The Stoics are full of these distilled insights. Marcus Aurelius wrote:
“The happiness of your life depends upon the quality of your thoughts.”
And:
“Our life is what our thoughts make it.”
One of my favorites is:
“If you are distressed by anything external, the pain is not due to the thing itself, but to your estimate of it.”
When philosophy isn’t enough, borrow from poets. Mary Oliver and Joy Harjo often have many lines running in the background operating system of my mind.
3. Stop Comparing Your Journey
Comparison is one of the quickest paths to unhappiness.
Your pilgrimage is yours alone.
Limit your exposure to the endless stream of curated lives on social media. Detach when you need to. The less time you spend comparing your behind-the-scenes life to someone else’s highlight reel, the freer you’ll become.
4. Move Your Body
Nothing reminds you that you’re alive like using your body.
Walk.
Hike.
Lift weights.
Train for something difficult.
I started training in Brazilian Jiu-Jitsu—and boy, oh boy, talk about mind-body alignment!
Embodied practices reinforce your inner story. They remind you that transformation isn’t merely an idea—it’s something lived, step by step, mile by mile.
5. Feed Your Mind
Don’t consume only entertainment.
Nourish your imagination.
Read Kate Bowler’s reflections on cancer. Read Mishka Shubaly’s story of recovery and endurance. Read Kierkegaard on love. Read Scripture. Read philosophy. Read poetry.
The mind needs good food just as much as the body does.
6. Watch for Bad Stories
Your mind is constantly trying to replace your pilgrimage with lesser narratives.
“If only...”
“When I finally...”
“Then I’ll be happy.”
These are stories built on scarcity and postponement. These stories imply that we lack agency over our happiness, too!
Pilgrimage is different.
It assumes that even setbacks can become part of your transformation. It teaches gratitude, hope, and abundance rather than resentment and fear.
7. Learn Something New
Learning is an act of hope.
Start a hobby.
Take a class.
Become a beginner again.
When life feels like it’s falling apart, choosing to learn something new quietly declares that you believe there is still a future worth preparing for.
Remember:
Mood often follows action. I am not sure who said that, but I quote it often!

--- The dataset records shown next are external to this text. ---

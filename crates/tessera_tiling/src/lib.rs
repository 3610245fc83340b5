//! Tiling rule catalog for tessera
//!
//! A catalog file declares flags, tile groups and tiles. Each tile owns a set
//! of visual variants and an ordered list of rules that pick a variant from
//! the cell's neighborhood. This crate parses that file, validates it and
//! compiles it into a [`Catalog`] with dense global variant ids.
//!
//! # Example
//!
//! ```rust,ignore
//! use tessera_tiling::{load_tiling, TilingHandle};
//!
//! // One-shot compile
//! let catalog = load_tiling("tiles.json".as_ref())?;
//! let id = catalog.index_by_name("grass", "center");
//!
//! // Reloadable, keeps the last good catalog on failure
//! let mut handle = TilingHandle::load("tiles.json")?;
//! handle.reload()?;
//! ```

mod catalog;
mod compile;
mod handle;
mod types;

pub use catalog::*;
pub use compile::compile;
pub use handle::TilingHandle;
pub use types::*;

use std::path::Path;
use thiserror::Error;

/// A catalog that parsed but failed one of the structural checks.
///
/// The message names the offending entity.
#[derive(Debug, Clone, PartialEq, Eq, Error)]
#[error("{0}")]
pub struct ValidationError(pub String);

/// Errors that can occur when loading a catalog
#[derive(Debug, Error)]
pub enum TilingError {
    #[error("Failed to read catalog: {0}")]
    Io(#[from] std::io::Error),
    #[error("Failed to parse catalog: {0}")]
    Parse(#[from] serde_json::Error),
    #[error("Invalid catalog: {0}")]
    Validation(#[from] ValidationError),
}

/// Parse and compile a catalog from a JSON string
pub fn parse_tiling(json: &str) -> Result<Catalog, TilingError> {
    let config: TilingConfig = serde_json::from_str(json)?;
    Ok(compile(config)?)
}

/// Load and compile a catalog from a JSON file
pub fn load_tiling(path: &Path) -> Result<Catalog, TilingError> {
    let content = std::fs::read_to_string(path)?;
    parse_tiling(&content)
}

8. Choose Good Traveling Companions
No one walks a pilgrimage alone. If they begin alone, they no doubt encounter others along the way (see the film The Way).
Find people who simultaneously comfort you and challenge you.

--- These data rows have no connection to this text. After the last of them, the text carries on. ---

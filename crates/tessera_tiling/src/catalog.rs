//! The compiled, validated tiling catalog.
//!
//! Every table here is built by [`compile`](crate::compile) and is read-only
//! afterwards. Tiles, groups and flags are sorted by name; global variant ids
//! are dense and assigned in (tile name, variant name) order.

use std::collections::{BTreeMap, BTreeSet};

use tessera_core::names::{self, Named};
use tessera_core::{IVec2, LayerKind, TileId};
use uuid::Uuid;

/// Texture sheet extent, in cells.
pub const SHEET_SIZE: IVec2 = IVec2::splat(32);
/// Pixel position of the texture sheet inside the texture atlas.
pub const SHEET_PIXEL_ORIGIN: IVec2 = IVec2::new(0, 512);
/// Edge length of one sheet cell / map cell, in pixels.
pub const TILE_PIXELS: i32 = 12;

// ─── Groups ──────────────────────────────────────────────────────────────────

#[derive(Debug, Clone)]
pub struct Group {
    pub name: String,
    /// Member tile names, sorted.
    pub tiles: Vec<String>,
    /// Member tile indices, sorted.
    pub indices: Vec<usize>,
}

impl Group {
    pub fn contains_name(&self, name: &str) -> bool {
        names::contains_name(&self.tiles, name)
    }

    pub fn contains_index(&self, tile_index: usize) -> bool {
        self.indices.binary_search(&tile_index).is_ok()
    }
}

impl Named for Group {
    fn name(&self) -> &str {
        &self.name
    }
}

// ─── Variants ────────────────────────────────────────────────────────────────

/// One visual rendering of a tile.
#[derive(Debug, Clone)]
pub struct TileVariant {
    pub name: String,
    /// Sheet cell of the top-left corner.
    pub texture: IVec2,
    /// Size in sheet cells.
    pub size: IVec2,
    /// Draw offset relative to the grid cell, in cells.
    pub offset: IVec2,
    pub tex_offset: IVec2,
    /// Assigned once all tiles are sorted.
    pub global_index: TileId,
    pub(crate) small: bool,
    pub(crate) texture_pixel_pos: IVec2,
    pub(crate) texture_pixel_size: IVec2,
    pub(crate) texture_pixel_offset: IVec2,
}

impl TileVariant {
    /// Exactly one sheet cell.
    pub fn small(&self) -> bool {
        self.small
    }

    /// Pixel position in the texture atlas.
    pub fn texture_pos(&self) -> IVec2 {
        self.texture_pixel_pos
    }

    pub fn texture_size(&self) -> IVec2 {
        self.texture_pixel_size
    }

    /// Pixel draw offset relative to the grid cell.
    pub fn texture_offset(&self) -> IVec2 {
        self.texture_pixel_offset
    }
}

impl Named for TileVariant {
    fn name(&self) -> &str {
        &self.name
    }
}

// ─── Rules ───────────────────────────────────────────────────────────────────

/// One weighted outcome of a rule.
#[derive(Debug, Clone, PartialEq)]
pub struct RuleResult {
    pub name: String,
    /// Normalized selection weight.
    pub chance: f32,
    /// Variant index within the owning tile.
    pub variant: usize,
}

/// What a requirement looks for at its offset.
#[derive(Debug, Clone, Copy, PartialEq, Eq)]
pub enum RequirementTarget {
    /// Any tile on any layer.
    Any,
    /// This exact tile on its own layer.
    Tile(usize),
    /// Any member of the group, on any layer.
    Group(usize),
}

#[derive(Debug, Clone, PartialEq)]
pub struct Requirement {
    pub name: String,
    /// Relative to the evaluated cell.
    pub offset: IVec2,
    pub target: RequirementTarget,
}

#[derive(Debug, Clone, PartialEq)]
pub struct ModuloPosition {
    pub size: IVec2,
    pub offsets: BTreeSet<IVec2>,
    pub(crate) active: bool,
}

impl ModuloPosition {
    /// The filter only applies when its period is not 1x1.
    pub fn is_active(&self) -> bool {
        self.active
    }

    /// `true` if the filter is inactive or `pos mod size` is an allowed remainder.
    pub fn matches(&self, pos: IVec2) -> bool {
        !self.active || self.offsets.contains(&pos.rem_euclid(self.size))
    }
}

#[derive(Debug, Clone)]
pub struct TileRule {
    /// Position of the authored rule this one came from; clones made by
    /// `duplicate` share it.
    pub original_index: usize,
    pub results: Vec<RuleResult>,
    pub requires: Vec<Requirement>,
    pub requires_not: Vec<Requirement>,
    /// Sorted variant indices; empty means the rule applies to any variant.
    pub req_variants: Vec<usize>,
    pub modulo_pos: ModuloPosition,
}

impl TileRule {
    pub fn can_be_applied_to_variant(&self, variant_index: usize) -> bool {
        self.req_variants.is_empty() || self.req_variants.binary_search(&variant_index).is_ok()
    }

    /// Requirements of both polarities.
    pub fn all_requirements(&self) -> impl Iterator<Item = &Requirement> {
        self.requires.iter().chain(self.requires_not.iter())
    }
}

// ─── Tiles ───────────────────────────────────────────────────────────────────

#[derive(Debug, Clone)]
pub struct Tile {
    pub name: String,
    pub layer: LayerKind,
    pub flags: BTreeSet<String>,
    /// Position in the catalog file.
    pub original_index: usize,
    /// Sorted by name.
    pub variants: Vec<TileVariant>,
    /// In match priority order, duplicates expanded.
    pub rules: Vec<TileRule>,
    pub(crate) flag_bits: Vec<bool>,
    pub(crate) default_variant: usize,
    pub(crate) display_variant: usize,
}

impl Tile {
    pub fn has_flag(&self, flag_index: usize) -> bool {
        self.flag_bits.get(flag_index).copied().unwrap_or(false)
    }

    pub fn variant_index(&self, name: &str) -> Option<usize> {
        names::index_by_name(&self.variants, name)
    }

    pub fn variant(&self, name: &str) -> Option<&TileVariant> {
        self.variant_index(name).map(|i| &self.variants[i])
    }

    pub fn default_variant_index(&self) -> usize {
        self.default_variant
    }

    pub fn display_variant_index(&self) -> usize {
        self.display_variant
    }

    pub fn default_variant(&self) -> &TileVariant {
        &self.variants[self.default_variant]
    }

    pub fn display_variant(&self) -> &TileVariant {
        &self.variants[self.display_variant]
    }
}

impl Named for Tile {
    fn name(&self) -> &str {
        &self.name
    }
}

// ─── Catalog ─────────────────────────────────────────────────────────────────

/// Reverse lookup entry for one global variant id.
#[derive(Debug, Clone, PartialEq, Eq)]
pub struct TileInfo {
    pub tile_index: usize,
    pub variant_index: usize,
    pub tile_name: String,
    pub variant_name: String,
}

#[derive(Debug, Clone)]
pub struct Catalog {
    pub(crate) generation: Uuid,
    pub(crate) flags: Vec<String>,
    pub(crate) groups: Vec<Group>,
    pub(crate) tiles: Vec<Tile>,
    /// Indexed by global id.
    pub(crate) tile_info: Vec<TileInfo>,
    pub(crate) indices_by_name: BTreeMap<String, BTreeMap<String, TileId>>,
    pub(crate) layer_tile_indices: [Vec<usize>; LayerKind::COUNT],
    pub(crate) autotiling_range: IVec2,
    pub(crate) max_texture_offset_negative: IVec2,
    pub(crate) max_texture_offset_positive: IVec2,
}

impl Catalog {
    /// Unique id of this compilation. A reload produces a new one.
    pub fn generation(&self) -> Uuid {
        self.generation
    }

    pub fn flags(&self) -> &[String] {
        &self.flags
    }

    pub fn flag_index(&self, name: &str) -> Option<usize> {
        names::index_by_name(&self.flags, name)
    }

    pub fn tiles(&self) -> &[Tile] {
        &self.tiles
    }

    pub fn groups(&self) -> &[Group] {
        &self.groups
    }

    pub fn tile_count(&self) -> usize {
        self.tiles.len()
    }

    pub fn tile_index(&self, name: &str) -> Option<usize> {
        names::index_by_name(&self.tiles, name)
    }

    pub fn group_index(&self, name: &str) -> Option<usize> {
        names::index_by_name(&self.groups, name)
    }

    pub fn tile_exists(&self, name: &str) -> bool {
        self.tile_index(name).is_some()
    }

    pub fn group_exists(&self, name: &str) -> bool {
        self.group_index(name).is_some()
    }

    pub fn tile_by_index(&self, index: usize) -> &Tile {
        &self.tiles[index]
    }

    pub fn group_by_index(&self, index: usize) -> &Group {
        &self.groups[index]
    }

    pub fn default_variant(&self, tile_index: usize) -> &TileVariant {
        self.tiles[tile_index].default_variant()
    }

    /// Valid ids are `0..index_count()`.
    pub fn index_count(&self) -> usize {
        self.tile_info.len()
    }

    /// Global id of a (tile, variant) name pair.
    pub fn index_by_name(&self, tile_name: &str, variant_name: &str) -> Option<TileId> {
        self.indices_by_name
            .get(tile_name)
            .and_then(|variants| variants.get(variant_name))
            .copied()
    }

    pub fn try_tile_info(&self, id: TileId) -> Option<&TileInfo> {
        self.tile_info.get(id.index())
    }

    /// Reverse lookup of a global id.
    ///
    /// # Panics
    /// If `id` was not produced by this catalog.
    pub fn tile_info(&self, id: TileId) -> &TileInfo {
        self.try_tile_info(id)
            .unwrap_or_else(|| panic!("attempt to look up tile id {id}, which doesn't exist"))
    }

    /// Reverse lookup table, indexed by global id.
    pub fn tile_infos(&self) -> &[TileInfo] {
        &self.tile_info
    }

    /// # Panics
    /// If `id` was not produced by this catalog.
    pub fn tile_index_of(&self, id: TileId) -> usize {
        self.tile_info(id).tile_index
    }

    /// # Panics
    /// If `id` was not produced by this catalog.
    pub fn variant_index_of(&self, id: TileId) -> usize {
        self.tile_info(id).variant_index
    }

    /// # Panics
    /// If `id` was not produced by this catalog.
    pub fn get_tile(&self, id: TileId) -> &Tile {
        &self.tiles[self.tile_index_of(id)]
    }

    /// # Panics
    /// If `id` was not produced by this catalog.
    pub fn get_variant(&self, id: TileId) -> &TileVariant {
        let info = self.tile_info(id);
        &self.tiles[info.tile_index].variants[info.variant_index]
    }

    /// Tile indices living on `layer`, in catalog file order.
    pub fn tile_indices_for_layer(&self, layer: LayerKind) -> &[usize] {
        &self.layer_tile_indices[layer.index()]
    }

    /// Largest absolute requirement offset over all rules, per axis.
    ///
    /// Autotiling a cell can depend on cells this far away.
    pub fn autotiling_range(&self) -> IVec2 {
        self.autotiling_range
    }

    /// Add to the top-left corner of the visible cell range so that large
    /// sprites reaching into view are still drawn.
    pub fn max_texture_offset_negative(&self) -> IVec2 {
        self.max_texture_offset_negative
    }

    /// Add to the bottom-right corner of the visible cell range.
    pub fn max_texture_offset_positive(&self) -> IVec2 {
        self.max_texture_offset_positive
    }
}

They remind you that you are loved as you are while refusing to let you settle for less than who you can become.
9. Keep a Record of Kindness
Record acts of generosity, not grievances.
Remember encouraging words.
Notice unexpected kindnesses.
Express gratitude lavishly.
You’ve never accomplished anything entirely on your own. Every meaningful life is built upon the generosity of others.
Life is too short to keep a ledger of insults.
10. Slow Down
In suffering, we naturally want to skip ahead to the end.
But if we could somehow leap over the hardship, we would also leap over the transformation.
Growth rarely happens under easy conditions.
These days I notice how quickly life moves. I used to wish winter away. Now I try not to, because every season seems to disappear almost as soon as it arrives.
The invitation is to become present.
To inhabit this moment.
To receive the gift of being alive today.
Rushing will not heal you. More often than not, it simply causes you to surrender your life before you’ve actually lived it.
Do Not Forget, I am on your team. I will be cheering you on as you go along your pilgrimage.